In the building’s upstairs galleries, visitors can learn about the 1854 Kansas-Nebraska Act, which allowed Kansas Territory settlers the choice to be a slave state or a free state. Migrants from both sides of the issue poured into Kansas to stake a claim for their cause. Called “Bleeding Kansas,” the violent period erupted into a full-blown border war between the “free-staters” and the Missouri “border ruffians.” Known for helping runaway slaves, the city of Lawrence became a flash point as pro-slavers held the city responsible for Union raids into Missouri. On August 21, 1863, William Quantrill and his band of guerrillas took revenge on Lawrence, ravaging denizens, setting fire to buildings, and killing nearly 150 men.

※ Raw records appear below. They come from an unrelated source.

// SPDX-FileCopyrightText: Copyright (c) 2024-2025 The serval Authors. All rights reserved.
// SPDX-License-Identifier: Apache-2.0

use std::collections::BTreeSet;
use std::path::Path;
use std::sync::Arc;

use crate::filesystem::{FileSystem, FsError};
use crate::model::ModelVersion;
use crate::status::Status;

/// Enumerates the version directories present under a model's base path.
///
/// A valid version directory has a name that parses as a positive integer.
/// Non-numeric or non-positive names are ignored with a warning. The reader
/// never mutates the filesystem.
pub struct VersionReader {
    fs: Arc<dyn FileSystem>,
}

impl VersionReader {
    pub fn new(fs: Arc<dyn FileSystem>) -> VersionReader {
        VersionReader { fs }
    }

    pub async fn read(&self, base_path: &Path) -> Result<BTreeSet<ModelVersion>, Status> {
        let info = self.fs.stat(base_path).await.map_err(|_| Status::PathInvalid {
            path: base_path.display().to_string(),
        })?;
        if !info.is_directory {
            return Err(Status::PathInvalid {
                path: base_path.display().to_string(),
            });
        }

        let entries = self.fs.list(base_path).await.map_err(|e| match e {
            FsError::NotFound(path) => Status::PathInvalid { path },
            other => Status::Filesystem {
                path: base_path.display().to_string(),
                reason: other.to_string(),
            },
        })?;

        let mut versions = BTreeSet::new();
        for name in entries {
            match name.parse::<ModelVersion>() {
                Ok(version) if version > 0 => {
                    versions.insert(version);
                }
                _ => {
                    tracing::warn!(
                        base_path = %base_path.display(),
                        entry = %name,
                        "Ignoring entry that is not a positive numeric version directory"
                    );
                }
            }
        }
        Ok(versions)
    }
}

#[cfg(test)]
mod tests {
    use super::*;

    fn reader() -> VersionReader {
        VersionReader::new(Arc::new(crate::filesystem::LocalFileSystem))
    }

    #[tokio::test]
    async fn enumerates_numeric_directories() {
        let dir = tempfile::tempdir().unwrap();
        for name in ["1", "3", "12"] {
            std::fs::create_dir(dir.path().join(name)).unwrap();
        }
        let versions = reader().read(dir.path()).await.unwrap();
        assert_eq!(versions, BTreeSet::from([1, 3, 12]));
    }

    #[tokio::test]
    async fn ignores_invalid_names() {
        let dir = tempfile::tempdir().unwrap();
        for name in ["0", "-2", "snapshot", "2a", "7"] {
            std::fs::create_dir(dir.path().join(name)).unwrap();
        }
        let versions = reader().read(dir.path()).await.unwrap();
        assert_eq!(versions, BTreeSet::from([7]));
    }

    #[tokio::test]
    async fn empty_directory_is_empty_set() {
        let dir = tempfile::tempdir().unwrap();
        let versions = reader().read(dir.path()).await.unwrap();
        assert!(versions.is_empty());
    }

    #[tokio::test]
    async fn missing_base_path_is_invalid() {
        let err = reader()
            .read(Path::new("/no/such/repository"))
            .await
            .unwrap_err();
        assert!(matches!(err, Status::PathInvalid { .. }));
    }
}
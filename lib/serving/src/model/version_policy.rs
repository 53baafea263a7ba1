// SPDX-FileCopyrightText: Copyright (c) 2024-2025 The serval Authors. All rights reserved.
// SPDX-License-Identifier: Apache-2.0

use std::collections::BTreeSet;

use serde::Deserialize;

use crate::model::ModelVersion;

/// Rule mapping the set of on-disk versions to the set the server should
/// keep loaded.
///
/// Configuration forms: `{"all": {}}`, `{"latest": {"num_versions": N}}`,
/// `{"specific": {"versions": [v, ...]}}`.
#[derive(Debug, Clone, PartialEq, Eq, Deserialize)]
#[serde(rename_all = "lowercase")]
pub enum ModelVersionPolicy {
    All {},
    Latest { num_versions: usize },
    Specific { versions: Vec<ModelVersion> },
}

impl Default for ModelVersionPolicy {
    fn default() -> Self {
        ModelVersionPolicy::Latest { num_versions: 1 }
    }
}

impl ModelVersionPolicy {
    /// Apply the policy to the versions found on disk, yielding the target
    /// set of versions to keep loaded.
    pub fn filter(&self, available: &BTreeSet<ModelVersion>) -> BTreeSet<ModelVersion> {
        match self {
            ModelVersionPolicy::All {} => available.clone(),
            ModelVersionPolicy::Latest { num_versions } => available
                .iter()
                .rev()
                .take(*num_versions)
                .copied()
                .collect(),
            ModelVersionPolicy::Specific { versions } => available
                .iter()
                .filter(|v| versions.contains(v))
                .copied()
                .collect(),
        }
    }
}
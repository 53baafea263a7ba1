// SPDX-FileCopyrightText: Copyright (c) 2024-2025 The serval Authors. All rights reserved.
// SPDX-License-Identifier: Apache-2.0

//! Configuration document model.
//!
//! The server is driven by a JSON document listing per-model configurations
//! and optional pipeline definitions. [ModelConfig] is the immutable snapshot
//! of everything needed to load one version; reconciliation compares
//! snapshots for equality to decide whether a reload is required.

use std::collections::{HashMap, HashSet};
use std::path::{Path, PathBuf};

use serde::{Deserialize, Deserializer, de};

use crate::model::version_policy::ModelVersionPolicy;
use crate::status::Status;

fn default_target_device() -> String {
    "CPU".to_string()
}

/// Batching mode requested for a model. `FromNetwork` keeps whatever batch
/// dimension the serialized network declares.
#[derive(Debug, Clone, Default, PartialEq, Eq)]
pub enum BatchSize {
    #[default]
    FromNetwork,
    /// Reconfigure the network on demand to the incoming batch.
    Auto,
    Fixed(u64),
}

impl<'de> Deserialize<'de> for BatchSize {
    fn deserialize<D>(deserializer: D) -> Result<BatchSize, D::Error>
    where
        D: Deserializer<'de>,
    {
        #[derive(Deserialize)]
        #[serde(untagged)]
        enum Repr {
            Count(u64),
            Mode(String),
        }
        match Repr::deserialize(deserializer)? {
            Repr::Count(n) if n > 0 => Ok(BatchSize::Fixed(n)),
            Repr::Count(n) => Err(de::Error::custom(format!(
                "batch_size must be a positive integer, got {n}"
            ))),
            Repr::Mode(mode) if mode == "auto" => Ok(BatchSize::Auto),
            Repr::Mode(mode) => Err(de::Error::custom(format!(
                "batch_size must be a positive integer or \"auto\", got \"{mode}\""
            ))),
        }
    }
}

/// Shape mode requested for a model's inputs.
#[derive(Debug, Clone, Default, PartialEq, Eq)]
pub enum ShapeSpec {
    /// Keep the dimensions the serialized network declares.
    #[default]
    FromNetwork,
    /// Reconfigure the network on demand to the incoming dimensions.
    Auto,
    /// One fixed shape, applied to the model's single input.
    Fixed(Vec<i64>),
    /// Fixed shapes per input name.
    Named(HashMap<String, Vec<i64>>),
}

impl ShapeSpec {
    pub fn is_auto(&self) -> bool {
        matches!(self, ShapeSpec::Auto)
    }
}

/// Parse a shape literal of the form `(1,3,224,224)`.
pub fn parse_shape_literal(value: &str) -> Result<Vec<i64>, Status> {
    let invalid = || Status::ShapeInvalid {
        value: value.to_string(),
    };
    let inner = value
        .trim()
        .strip_prefix('(')
        .and_then(|v| v.strip_suffix(')'))
        .ok_or_else(invalid)?;
    let dims = inner
        .split(',')
        .map(|d| d.trim().parse::<i64>().map_err(|_| invalid()))
        .collect::<Result<Vec<i64>, Status>>()?;
    if dims.is_empty() || dims.iter().any(|d| *d <= 0) {
        return Err(invalid());
    }
    Ok(dims)
}

impl<'de> Deserialize<'de> for ShapeSpec {
    fn deserialize<D>(deserializer: D) -> Result<ShapeSpec, D::Error>
    where
        D: Deserializer<'de>,
    {
        #[derive(Deserialize)]
        #[serde(untagged)]
        enum Repr {
            Literal(String),
            PerInput(HashMap<String, String>),
        }
        match Repr::deserialize(deserializer)? {
            Repr::Literal(value) if value == "auto" => Ok(ShapeSpec::Auto),
            Repr::Literal(value) => parse_shape_literal(&value)
                .map(ShapeSpec::Fixed)
                .map_err(|e| de::Error::custom(e.to_string())),
            Repr::PerInput(map) => {
                let mut shapes = HashMap::with_capacity(map.len());
                for (input, value) in map {
                    let dims =
                        parse_shape_literal(&value).map_err(|e| de::Error::custom(e.to_string()))?;
                    shapes.insert(input, dims);
                }
                Ok(ShapeSpec::Named(shapes))
            }
        }
    }
}

/// Immutable snapshot of the parameters needed to load one model version.
/// Two configs are equivalent iff every field is equal.
#[derive(Debug, Clone, PartialEq, Deserialize)]
pub struct ModelConfig {
    pub name: String,
    pub base_path: String,

    #[serde(default)]
    pub batch_size: BatchSize,

    #[serde(default)]
    pub shape: ShapeSpec,

    #[serde(default)]
    pub model_version_policy: ModelVersionPolicy,

    #[serde(default = "default_target_device")]
    pub target_device: String,

    /// Concurrent inference slots. 0 means "choose automatically from
    /// available backend resources".
    #[serde(default)]
    pub nireq: u32,

    #[serde(default)]
    pub plugin_config: HashMap<String, String>,
}

impl ModelConfig {
    /// True when this model may trigger a self-reshape mid-request. Such
    /// models are forbidden inside pipelines.
    pub fn is_dynamic(&self) -> bool {
        self.batch_size == BatchSize::Auto || self.shape.is_auto()
    }

    pub fn version_path(&self, version: u64) -> PathBuf {
        Path::new(&self.base_path).join(version.to_string())
    }
}

#[derive(Debug, Clone, PartialEq, Deserialize)]
pub struct ModelConfigEntry {
    pub config: ModelConfig,
}

/// Node kinds accepted in the pipeline section of the configuration file.
#[derive(Debug, Clone, Copy, PartialEq, Eq, Deserialize)]
pub enum NodeKindConfig {
    #[serde(rename = "request")]
    Entry,
    #[serde(rename = "dl")]
    Dl,
    #[serde(rename = "response")]
    Exit,
}

#[derive(Debug, Clone, PartialEq, Deserialize)]
pub struct NodeConfig {
    pub node_name: String,
    pub kind: NodeKindConfig,

    #[serde(default)]
    pub model_name: Option<String>,

    #[serde(default)]
    pub model_version: Option<u64>,

    /// Output alias map: alias -> real output tensor name.
    #[serde(default)]
    pub outputs: HashMap<String, String>,
}

#[derive(Debug, Clone, PartialEq, Deserialize)]
pub struct BindingConfig {
    /// Output alias on the source node.
    pub source: String,
    /// Input name on the destination node.
    pub target: String,
}

#[derive(Debug, Clone, PartialEq, Deserialize)]
pub struct ConnectionConfig {
    pub from: String,
    pub to: String,
    pub bindings: Vec<BindingConfig>,
}

#[derive(Debug, Clone, PartialEq, Deserialize)]
pub struct PipelineConfig {
    pub name: String,
    pub nodes: Vec<NodeConfig>,
    pub connections: Vec<ConnectionConfig>,
}

/// The whole configuration document.
#[derive(Debug, Clone, Default, PartialEq, Deserialize)]
pub struct ServerConfig {
    #[serde(default)]
    pub model_config_list: Vec<ModelConfigEntry>,

    #[serde(default)]
    pub pipeline_config_list: Vec<PipelineConfig>,
}

impl ServerConfig {
    pub fn from_json(text: &str) -> Result<ServerConfig, Status> {
        let config: ServerConfig =
            serde_json::from_str(text).map_err(|e| Status::ConfigInvalid {
                reason: e.to_string(),
            })?;
        config.validate()?;
        Ok(config)
    }

    /// Structural checks that do not need the registry: name uniqueness.
    pub fn validate(&self) -> Result<(), Status> {
        let mut model_names = HashSet::new();
        for entry in &self.model_config_list {
            if !model_names.insert(entry.config.name.as_str()) {
                return Err(Status::ConfigInvalid {
                    reason: format!("duplicate model name: {}", entry.config.name),
                });
            }
        }
        let mut pipeline_names = HashSet::new();
        for pipeline in &self.pipeline_config_list {
            if !pipeline_names.insert(pipeline.name.as_str()) {
                return Err(Status::ConfigInvalid {
                    reason: format!("duplicate pipeline name: {}", pipeline.name),
                });
            }
        }
        Ok(())
    }

    pub fn model_config(&self, name: &str) -> Option<&ModelConfig> {
        self.model_config_list
            .iter()
            .map(|entry| &entry.config)
            .find(|config| config.name == name)
    }
}

#[cfg(test)]
mod tests {
    use super::*;
    use rstest::rstest;

    fn minimal(name: &str) -> String {
        format!(r#"{{"name": "{name}", "base_path": "/models/{name}"}}"#)
    }

    #[test]
    fn minimal_model_config_defaults() {
        let config: ModelConfig = serde_json::from_str(&minimal("resnet")).unwrap();
        assert_eq!(config.batch_size, BatchSize::FromNetwork);
        assert_eq!(config.shape, ShapeSpec::FromNetwork);
        assert_eq!(
            config.model_version_policy,
            ModelVersionPolicy::Latest { num_versions: 1 }
        );
        assert_eq!(config.target_device, "CPU");
        assert_eq!(config.nireq, 0);
        assert!(!config.is_dynamic());
    }

    #[rstest]
    #[case(r#""auto""#, BatchSize::Auto)]
    #[case("4", BatchSize::Fixed(4))]
    fn batch_size_forms(#[case] json: &str, #[case] expected: BatchSize) {
        let parsed: BatchSize = serde_json::from_str(json).unwrap();
        assert_eq!(parsed, expected);
    }

    #[rstest]
    #[case("0")]
    #[case(r#""automatic""#)]
    fn batch_size_rejects(#[case] json: &str) {
        assert!(serde_json::from_str::<BatchSize>(json).is_err());
    }

    #[test]
    fn shape_forms() {
        let fixed: ShapeSpec = serde_json::from_str(r#""(1,3,224,224)""#).unwrap();
        assert_eq!(fixed, ShapeSpec::Fixed(vec![1, 3, 224, 224]));

        let auto: ShapeSpec = serde_json::from_str(r#""auto""#).unwrap();
        assert!(auto.is_auto());

        let named: ShapeSpec =
            serde_json::from_str(r#"{"data": "(1,10)", "mask": "(1,1)"}"#).unwrap();
        let ShapeSpec::Named(map) = named else {
            panic!("expected named shapes");
        };
        assert_eq!(map["data"], vec![1, 10]);
        assert_eq!(map["mask"], vec![1, 1]);
    }

    #[rstest]
    #[case("(1,3,0,224)")]
    #[case("1,3,224")]
    #[case("()")]
    fn shape_literal_rejects(#[case] value: &str) {
        assert!(parse_shape_literal(value).is_err());
    }

    #[test]
    fn full_document_parses() {
        let doc = r#"{
            "model_config_list": [
                {"config": {"name": "det", "base_path": "/models/det", "nireq": 2,
                            "model_version_policy": {"latest": {"num_versions": 2}}}},
                {"config": {"name": "rec", "base_path": "/models/rec", "batch_size": "auto"}}
            ],
            "pipeline_config_list": [
                {"name": "faces",
                 "nodes": [
                    {"node_name": "request", "kind": "request"},
                    {"node_name": "detect", "kind": "dl", "model_name": "det",
                     "outputs": {"faces": "detection_out"}},
                    {"node_name": "response", "kind": "response"}
                 ],
                 "connections": [
                    {"from": "request", "to": "detect",
                     "bindings": [{"source": "image", "target": "data"}]},
                    {"from": "detect", "to": "response",
                     "bindings": [{"source": "faces", "target": "faces"}]}
                 ]}
            ]
        }"#;
        let config = ServerConfig::from_json(doc).unwrap();
        assert_eq!(config.model_config_list.len(), 2);
        assert!(config.model_config("rec").unwrap().is_dynamic());
        assert_eq!(config.pipeline_config_list[0].nodes.len(), 3);
    }

    #[test]
    fn duplicate_model_names_rejected() {
        let doc = r#"{"model_config_list": [
            {"config": {"name": "a", "base_path": "/m/a"}},
            {"config": {"name": "a", "base_path": "/m/b"}}
        ]}"#;
        let err = ServerConfig::from_json(doc).unwrap_err();
        assert!(matches!(err, Status::ConfigInvalid { .. }));
    }
}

Constructed in 1904, the Carnegie building served as Lawrence’s public library for nearly 75 years. As one of the city’s few unsegregated public facilities during the Jim Crow era, it was regularly visited by the area’s Black residents, including a young Langston Hughes, who began his lifelong love of poetry, literature, and writing on the Carnegie Library’s first floor.

The building was added to the National Register of Historic Places in 1975.

The Carnegie Library’s Heritage Room and West Gallery are available to view by appointment Tuesday through Friday, 9 a.m. to 4 p.m.